Exact copies of all the records are to be printed.

Collected data entries:

--- --- ---

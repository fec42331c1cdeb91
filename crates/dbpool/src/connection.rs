//! Driver-facing traits.
//!
//! The pool is driver-agnostic. A database driver plugs in by implementing
//! [`Connector`], which opens sessions, and [`Connection`], which runs
//! statements on one session. Both use `#[async_trait]` so the futures they
//! return are `Send` and can be driven from background tasks spawned by the
//! pool.

use async_trait::async_trait;

use crate::error::DriverError;
use crate::value::{Rows, Value};

/// A single network session to the database server.
#[async_trait]
pub trait Connection: Send + 'static {
    /// Execute a statement with positional parameters.
    async fn execute(&mut self, query: &str, params: &[Value]) -> Result<Rows, DriverError>;

    /// Check that the session is still alive.
    async fn ping(&mut self) -> Result<(), DriverError>;

    /// Close the session gracefully.
    ///
    /// The pool calls this exactly once before dropping the connection,
    /// except when the connection is detached from the pool.
    async fn close(&mut self) -> Result<(), DriverError>;
}

/// Factory for new connections.
#[async_trait]
pub trait Connector: Send + Sync + 'static {
    /// The connection type produced by this connector.
    type Connection: Connection;

    /// Open a new connection.
    async fn connect(&self) -> Result<Self::Connection, DriverError>;
}
//! # dbpool-testing
//!
//! Test infrastructure for the `dbpool` connection pool.
//!
//! ## Features
//!
//! - In-memory mock driver (no database server required)
//! - Scripted query responses, connect failures and ping failures
//! - Call counters for connects, statements, pings and closes
//! - Fixtures for test pool configuration and log capture
//!
//! ## Example
//!
//! ```rust,ignore
//! use dbpool_testing::fixtures::{init_pool, test_config};
//! use dbpool_testing::mock::{MockConnector, MockError, MockResponse};
//!
//! #[tokio::test]
//! async fn test_retry() {
//!     let connector = MockConnector::new();
//!     let pool = init_pool(&connector, test_config()).await;
//!
//!     connector.push_response(MockResponse::error(MockError::ConnectionReset));
//!     pool.query("SELECT 1").await.unwrap();
//!     assert_eq!(connector.executes(), 2);
//! }
//! ```

#![warn(missing_docs)]
#![deny(unsafe_code)]

pub mod fixtures;
pub mod mock;

pub use mock::{MockConnection, MockConnector, MockError, MockResponse};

--- --- ---

OUTPUT FOR THIS EXERCISE
repository fec42331c1cdeb91
filename crates/dbpool/src/connection.rs
//! Driver-facing traits.
//!
//! The pool is driver-agnostic. A database driver plugs in by implementing
//! [`Connector`], which opens sessions, and [`Connection`], which runs
//! statements on one session. Both use `#[async_trait]` so the futures they
//! return are `Send` and can be driven from background tasks spawned by the
//! pool.

use async_trait::async_trait;

use crate::error::DriverError;
use crate::value::{Rows, Value};

/// A single network session to the database server.
#[async_trait]
pub trait Connection: Send + 'static {
    /// Execute a statement with positional parameters.
    async fn execute(&mut self, query: &str, params: &[Value]) -> Result<Rows, DriverError>;

    /// Check that the session is still alive.
    async fn ping(&mut self) -> Result<(), DriverError>;

    /// Close the session gracefully.
    ///
    /// The pool calls this exactly once before dropping the connection,
    /// except when the connection is detached from the pool.
    async fn close(&mut self) -> Result<(), DriverError>;
}

/// Factory for new connections.
#[async_trait]
pub trait Connector: Send + Sync + 'static {
    /// The connection type produced by this connector.
    type Connection: Connection;

    /// Open a new connection.
    async fn connect(&self) -> Result<Self::Connection, DriverError>;
}
//! # dbpool-testing
//!
//! Test infrastructure for the `dbpool` connection pool.
//!
//! ## Features
//!
//! - In-memory mock driver (no database server required)
//! - Scripted query responses, connect failures and ping failures
//! - Call counters for connects, statements, pings and closes
//! - Fixtures for test pool configuration and log capture
//!
//! ## Example
//!
//! ```rust,ignore
//! use dbpool_testing::fixtures::{init_pool, test_config};
//! use dbpool_testing::mock::{MockConnector, MockError, MockResponse};
//!
//! #[tokio::test]
//! async fn test_retry() {
//!     let connector = MockConnector::new();
//!     let pool = init_pool(&connector, test_config()).await;
//!
//!     connector.push_response(MockResponse::error(MockError::ConnectionReset));
//!     pool.query("SELECT 1").await.unwrap();
//!     assert_eq!(connector.executes(), 2);
//! }
//! ```

#![warn(missing_docs)]
#![deny(unsafe_code)]

pub mod fixtures;
pub mod mock;

pub use mock::{MockConnection, MockConnector, MockError, MockResponse};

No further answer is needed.